The shear stress-microstreaming model contained several simplifications that would need to be improved upon for future development. The first was the assumption that the moment the US was turned off (or the UCA collapsed) the microstreaming instantaneously stopped. No consideration for the time to develop the fluid flow to stop was considered. Second, it was assumed that the UCA does not move in and out of the US focus; it is within the focus and in close proximity to the cell for the entire ED. Third, it was assumed that each UCA acted independently of each other, but in nature pressure waves radiated by UCAs in a cloud can accelerate, retard, or even reverse the growth and collapse of other UCAs.16, 17, 18 For this theoretical model, microstreaming flow was described for a single UCA and additive flows from nearby UCAs were not considered.
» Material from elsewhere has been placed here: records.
//! Run event system for observability.
//!
//! Emits [`PipelineEvent`]s via a [`tokio::sync::broadcast`] channel so that
//! reporters (CLI progress, chat transports, metrics) can follow a validation
//! run without coupling to the controller internals.

use mender_types::{FinalStatus, Phase};
use serde::{Deserialize, Serialize};

use crate::context::CheckOutcome;

/// Events emitted during a validation run.
#[derive(Debug, Clone, Serialize, Deserialize)]
pub enum PipelineEvent {
    RunStarted {
        run_id: String,
        check_count: usize,
    },
    RunCompleted {
        run_id: String,
        status: FinalStatus,
        iterations: u32,
        duration_ms: u64,
    },
    RunFailed {
        run_id: String,
        error: String,
    },
    IterationStarted {
        iteration: u32,
    },
    PhaseStarted {
        iteration: u32,
        phase: Phase,
    },
    CheckStarted {
        check: String,
        phase: Phase,
        iteration: u32,
    },
    CheckRetrying {
        check: String,
        attempt: u32,
        delay_ms: u64,
    },
    FixerInvoked {
        check: String,
        files_modified: Vec<String>,
        success: bool,
    },
    CheckCompleted {
        check: String,
        outcome: CheckOutcome,
        duration_ms: u64,
    },
    PipelineLooped {
        from_iteration: u32,
        trigger: String,
    },
    SnapshotCreated {
        snapshot_id: String,
    },
    SnapshotCommitted {
        snapshot_id: String,
    },
    SnapshotRestored {
        snapshot_id: String,
    },
}

/// Event emitter wrapping a broadcast sender.
#[derive(Clone)]
pub struct EventEmitter {
    sender: tokio::sync::broadcast::Sender<PipelineEvent>,
}

impl EventEmitter {
    /// Create a new emitter with the given channel capacity.
    pub fn new(capacity: usize) -> Self {
        let (sender, _) = tokio::sync::broadcast::channel(capacity);
        Self { sender }
    }

    /// Emit an event to all current subscribers.
    ///
    /// If there are no active receivers the event is silently dropped.
    pub fn emit(&self, event: PipelineEvent) {
        let _ = self.sender.send(event);
    }

    pub fn subscribe(&self) -> tokio::sync::broadcast::Receiver<PipelineEvent> {
        self.sender.subscribe()
    }
}

impl Default for EventEmitter {
    fn default() -> Self {
        Self::new(256)
    }
}

#[cfg(test)]
mod tests {
    use super::*;

    #[tokio::test]
    async fn subscriber_sees_check_events_in_order() {
        let emitter = EventEmitter::new(16);
        let mut rx = emitter.subscribe();

        emitter.emit(PipelineEvent::CheckStarted {
            check: "compilation".into(),
            phase: Phase::Phase2,
            iteration: 1,
        });
        emitter.emit(PipelineEvent::CheckRetrying {
            check: "compilation".into(),
            attempt: 1,
            delay_ms: 1000,
        });

        match rx.recv().await.unwrap() {
            PipelineEvent::CheckStarted { check, phase, .. } => {
                assert_eq!(check, "compilation");
                assert_eq!(phase, Phase::Phase2);
            }
            other => panic!("unexpected event: {:?}", other),
        }
        match rx.recv().await.unwrap() {
            PipelineEvent::CheckRetrying { delay_ms, .. } => assert_eq!(delay_ms, 1000),
            other => panic!("unexpected event: {:?}", other),
        }
    }

    #[test]
    fn emit_with_no_subscribers_does_not_panic() {
        let emitter = EventEmitter::new(4);
        emitter.emit(PipelineEvent::RunFailed {
            run_id: "r".into(),
            error: "restore failed".into(),
        });
    }

    #[test]
    fn completed_event_serializes_outcome() {
        let event = PipelineEvent::CheckCompleted {
            check: "docs".into(),
            outcome: CheckOutcome::PassedAfterRetries,
            duration_ms: 42,
        };
        let json = serde_json::to_value(&event).unwrap();
        assert_eq!(json["CheckCompleted"]["outcome"], "passed_after_retries");
    }
}
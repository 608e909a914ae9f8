//! Post-run analysis of recurring failures, flaky checks and slow operations.

use std::collections::BTreeMap;
use std::time::Duration;

use mender_types::duration_serde;
use serde::{Deserialize, Serialize};

use crate::context::PipelineContext;

/// Default share of total run time above which an operation is a bottleneck.
pub const DEFAULT_BOTTLENECK_THRESHOLD: f64 = 0.30;

#[derive(Debug, Clone, Copy, PartialEq, Eq, Serialize, Deserialize)]
#[serde(rename_all = "snake_case")]
pub enum OperationKind {
    Gate,
    Fixer,
}

#[derive(Debug, Clone, PartialEq, Serialize, Deserialize)]
pub struct Bottleneck {
    pub check: String,
    pub kind: OperationKind,
    pub iteration: u32,
    #[serde(with = "duration_serde")]
    pub duration: Duration,
    /// Fraction of the total run duration.
    pub share: f64,
}

#[derive(Debug, Clone, Default, PartialEq, Serialize, Deserialize)]
pub struct PatternSummary {
    pub consistent_failures: Vec<String>,
    pub flakey_checks: Vec<String>,
    pub performance_bottlenecks: Vec<Bottleneck>,
}

impl PatternSummary {
    pub fn is_empty(&self) -> bool {
        self.consistent_failures.is_empty()
            && self.flakey_checks.is_empty()
            && self.performance_bottlenecks.is_empty()
    }
}

/// Summarize the run. Reads the context only.
///
/// - consistent failure: the check ran in every iteration and never passed.
/// - flaky: passed in one iteration and did not pass in another.
/// - bottleneck: one gate or fixer call longer than `threshold` of the run.
pub fn analyze(ctx: &PipelineContext, threshold: f64) -> PatternSummary {
    let history = ctx.history();

    // Per check, in first-seen order: pass/fail verdict for each iteration it ran in.
    let mut order: Vec<&str> = Vec::new();
    let mut verdicts: BTreeMap<&str, Vec<bool>> = BTreeMap::new();
    for iteration in history {
        for record in iteration.checks() {
            let entry = verdicts.entry(record.name.as_str()).or_insert_with(|| {
                order.push(record.name.as_str());
                Vec::new()
            });
            entry.push(record.outcome.is_passed());
        }
    }

    let iterations = history.len();
    let mut summary = PatternSummary::default();
    for name in order {
        let runs = &verdicts[name];
        let passed = runs.iter().filter(|p| **p).count();
        if iterations > 0 && runs.len() == iterations && passed == 0 {
            summary.consistent_failures.push(name.to_string());
        }
        if passed > 0 && passed < runs.len() {
            summary.flakey_checks.push(name.to_string());
        }
    }

    let total = ctx.total_duration();
    if !total.is_zero() {
        let limit = total.as_secs_f64() * threshold;
        let mut push = |check: &str, kind, iteration, duration: Duration| {
            if duration.as_secs_f64() > limit {
                summary.performance_bottlenecks.push(Bottleneck {
                    check: check.to_string(),
                    kind,
                    iteration,
                    duration,
                    share: duration.as_secs_f64() / total.as_secs_f64(),
                });
            }
        };
        for iteration in history {
            for record in iteration.checks() {
                for attempt in &record.attempts {
                    push(&record.name, OperationKind::Gate, record.iteration, attempt.duration);
                }
                for fix in &record.fixer_invocations {
                    push(&record.name, OperationKind::Fixer, record.iteration, fix.duration);
                }
            }
        }
    }

    summary
}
Finally, it was assumed that if an UCA collapsed, it collapsed within the first pulse. Although this is the case in the majority of situations, it has been experimentally observed that collapse can occur in the second and third cycles also.19 Thus, this simplified model is only a starting point for a more advanced model to describe sonoporation.

The shear stress-microstreaming model presented verifies microstreaming due to oscillating UCAs as the sonoporation mechanism. More development of the model would be required to utilize it as a predictive tool for sonoporation. However, the objective to verify the ability of the shear stress-microstreaming model to predict sonoporation was achieved.